Un juge américain remet en cause la validité de 69 000 plaintes alléguant que le talc de J&J aurait provoqué des cancers
information fournie par Reuters 22/07/2026 à 22:31

((Traduction automatisée par Reuters à l'aide de l'apprentissage automatique et de l'IA générative, veuillez vous référer à l'avertissement suivant: https://bit.ly/rtrsauto)) par Dietrich Knauth

Une juge fédérale a émis mercredi des doutes quant aux allégations d’environ 69 000 personnes affirmant que la poudre pour bébé « JNJ.N » de Johnson & Johnson et d’autres produits à base de talc auraient provoqué un cancer de l’ovaire, précisant que les plaignants devaient fournir des preuves plus précises sous peine de voir leurs actions en justice rejetées.

La juge fédérale Rukhsanah Singh, à Trenton, dans le New Jersey, a déclaré que les récents témoignages de deux experts des plaignantes soulevaient des doutes quant à la capacité des plaignantes à fournir des preuves recevables devant le tribunal « démontrant que l’utilisation de talc a spécifiquement causé leur cancer de l’ovaire ».

Ces deux experts, Judith Wolf et Daniel Clarke-Pearson, ont témoigné en mai dans le cadre de la préparation d’une série de six procès « phares », ou procès tests, concernant les milliers d’affaires judiciaires qui ont été regroupées devant le tribunal fédéral du New Jersey.

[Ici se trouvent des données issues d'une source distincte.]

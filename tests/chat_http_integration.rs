//! Integration tests for the chat HTTP endpoint.
//!
//! These tests drive the assembled router with mock collaborator
//! clients and verify the request-handling contract end to end:
//! status codes, plain-text bodies, default-question substitution, and
//! the sink-write invariant (exactly one record per answered question,
//! none on provider failure).

use std::sync::Arc;

use axum::body::Body;
use axum::http::{header, Request, StatusCode};
use axum::Router;
use tower::ServiceExt;

use qa_relay::adapters::http::{app, ChatAppState};
use qa_relay::adapters::search::MockAnswerProvider;
use qa_relay::adapters::warehouse::MockEventSink;
use qa_relay::application::ChatHandler;
use qa_relay::config::DeploymentConfig;
use qa_relay::ports::{ProviderError, SinkError};

// =============================================================================
// Test Infrastructure
// =============================================================================

fn test_app(
    provider: MockAnswerProvider,
    sink: MockEventSink,
) -> (Router, Arc<MockAnswerProvider>, Arc<MockEventSink>) {
    let provider = Arc::new(provider);
    let sink = Arc::new(sink);
    let deployment = DeploymentConfig {
        revision: "relay-00042-abc".to_string(),
        version: "1.2.3".to_string(),
    };
    let chat = ChatHandler::new(provider.clone(), sink.clone(), deployment);
    let router = app(ChatAppState::new(chat));
    (router, provider, sink)
}

fn chat_request(body: &str) -> Request<Body> {
    Request::builder()
        .method("POST")
        .uri("/api/v1/chat")
        .header(header::CONTENT_TYPE, "application/json")
        .body(Body::from(body.to_string()))
        .unwrap()
}

async fn body_text(response: axum::response::Response) -> String {
    let bytes = axum::body::to_bytes(response.into_body(), usize::MAX)
        .await
        .unwrap();
    String::from_utf8(bytes.to_vec()).unwrap()
}

// =============================================================================
// Success path
// =============================================================================

#[tokio::test]
async fn answered_question_returns_200_and_records_once() {
    let provider =
        MockAnswerProvider::new().with_answer("Refunds are processed within 5 business days.");
    let (router, provider, sink) = test_app(provider, MockEventSink::new());

    let response = router
        .oneshot(chat_request(r#"{"q": "What is the refund policy?"}"#))
        .await
        .unwrap();

    assert_eq!(response.status(), StatusCode::OK);
    assert_eq!(
        body_text(response).await,
        "Refunds are processed within 5 business days."
    );

    assert_eq!(provider.questions(), vec!["What is the refund policy?"]);
    let records = sink.records();
    assert_eq!(records.len(), 1);
    assert_eq!(records[0].q, "What is the refund policy?");
    assert_eq!(records[0].a, "Refunds are processed within 5 business days.");
    assert_eq!(records[0].env, "relay-00042-abc");
    assert_eq!(records[0].ver, "1.2.3");
}

#[tokio::test]
async fn empty_answer_is_a_valid_200() {
    let provider = MockAnswerProvider::new().with_answer("");
    let (router, _, sink) = test_app(provider, MockEventSink::new());

    let response = router.oneshot(chat_request(r#"{"q": "hm"}"#)).await.unwrap();

    assert_eq!(response.status(), StatusCode::OK);
    assert_eq!(body_text(response).await, "");
    assert_eq!(sink.records()[0].a, "");
}

// =============================================================================
// Default question
// =============================================================================

#[tokio::test]
async fn omitted_question_field_defaults_to_greeting() {
    let provider = MockAnswerProvider::new().with_answer("Hello!");
    let (router, provider, _) = test_app(provider, MockEventSink::new());

    let response = router.oneshot(chat_request("{}")).await.unwrap();

    assert_eq!(response.status(), StatusCode::OK);
    assert_eq!(provider.questions(), vec!["Hi!"]);
}

#[tokio::test]
async fn empty_question_defaults_to_greeting() {
    let provider = MockAnswerProvider::new().with_answer("Hello!");
    let (router, provider, _) = test_app(provider, MockEventSink::new());

    let response = router.oneshot(chat_request(r#"{"q": ""}"#)).await.unwrap();

    assert_eq!(response.status(), StatusCode::OK);
    assert_eq!(provider.questions(), vec!["Hi!"]);
}

#[tokio::test]
async fn missing_body_defaults_to_greeting() {
    let provider = MockAnswerProvider::new().with_answer("Hello!");
    let (router, provider, _) = test_app(provider, MockEventSink::new());

    let request = Request::builder()
        .method("POST")
        .uri("/api/v1/chat")
        .body(Body::empty())
        .unwrap();
    let response = router.oneshot(request).await.unwrap();

    assert_eq!(response.status(), StatusCode::OK);
    assert_eq!(provider.questions(), vec!["Hi!"]);
}

// =============================================================================
// Provider failure
// =============================================================================

#[tokio::test]
async fn provider_failure_returns_500_and_skips_sink() {
    let provider = MockAnswerProvider::new().with_error(ProviderError::QuotaExceeded);
    let (router, _, sink) = test_app(provider, MockEventSink::new());

    let response = router
        .oneshot(chat_request(r#"{"q": "anything"}"#))
        .await
        .unwrap();

    assert_eq!(response.status(), StatusCode::INTERNAL_SERVER_ERROR);
    assert_eq!(body_text(response).await, "quota exceeded");
    assert_eq!(sink.record_count(), 0);
}

#[tokio::test]
async fn provider_network_failure_surfaces_its_message() {
    let provider =
        MockAnswerProvider::new().with_error(ProviderError::network("connection refused"));
    let (router, _, sink) = test_app(provider, MockEventSink::new());

    let response = router.oneshot(chat_request("{}")).await.unwrap();

    assert_eq!(response.status(), StatusCode::INTERNAL_SERVER_ERROR);
    assert_eq!(body_text(response).await, "network error: connection refused");
    assert_eq!(sink.record_count(), 0);
}

// =============================================================================
// Sink failure
// =============================================================================

#[tokio::test]
async fn sink_failure_returns_500_with_sink_message() {
    let provider = MockAnswerProvider::new().with_answer("an answer");
    let sink = MockEventSink::new().with_error(SinkError::upstream(403, "access denied"));
    let (router, _, sink) = test_app(provider, sink);

    let response = router.oneshot(chat_request(r#"{"q": "q"}"#)).await.unwrap();

    assert_eq!(response.status(), StatusCode::INTERNAL_SERVER_ERROR);
    assert_eq!(body_text(response).await, "sink error (403): access denied");
    // The write was attempted exactly once, after the answer existed.
    assert_eq!(sink.record_count(), 1);
}

// =============================================================================
// Front door
// =============================================================================

#[tokio::test]
async fn health_probe_returns_empty_200() {
    let (router, _, _) = test_app(MockAnswerProvider::new(), MockEventSink::new());

    let request = Request::builder()
        .method("GET")
        .uri("/health")
        .body(Body::empty())
        .unwrap();
    let response = router.oneshot(request).await.unwrap();

    assert_eq!(response.status(), StatusCode::OK);
    assert_eq!(body_text(response).await, "");
}

#[tokio::test]
async fn chat_endpoint_rejects_get() {
    let (router, _, _) = test_app(MockAnswerProvider::new(), MockEventSink::new());

    let request = Request::builder()
        .method("GET")
        .uri("/api/v1/chat")
        .body(Body::empty())
        .unwrap();
    let response = router.oneshot(request).await.unwrap();

    assert_eq!(response.status(), StatusCode::METHOD_NOT_ALLOWED);
}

Les verdicts rendus lors de ces procès phares servent à évaluer la valeur potentielle des autres demandes d’indemnisation et à orienter les négociations en vue d’un règlement à l’amiable.

J&J a nié les allégations selon lesquelles ses produits à base de talc auraient provoqué des cancers, affirmant que le talc était sans danger et ne contenait pas d’amiante.

Un porte-parole de l’entreprise n’a pas immédiatement répondu à une demande de commentaire, pas plus que l’avocat principal des plaignantes.

Selon l’avis de Singh, Wolf et Clarke-Pearson ont déclaré qu’ils ne pouvaient pas exclure totalement d’autres causes possibles du cancer de l’ovaire des plaignantes.

« Si une telle incertitude est bel et bien réelle, comment une plaignante pourrait-elle alors s’acquitter de la charge de la preuve quant au bien-fondé de sa demande? », a écrit le juge Singh.

Le juge Singh a précisé que le débat sur le lien de causalité n’entraînerait pas le « rejet immédiat » des milliers d’affaires regroupées dans le cadre de ce litige fédéral. Il a ordonné aux plaignantes de répondre avant le 19 novembre et d’expliquer pourquoi leur affaire ne devrait pas être rejetée au motif qu’elles n’ont pas fourni d’avis d’expert recevable établissant que le talc de J&J était à l’origine de leur cancer spécifique.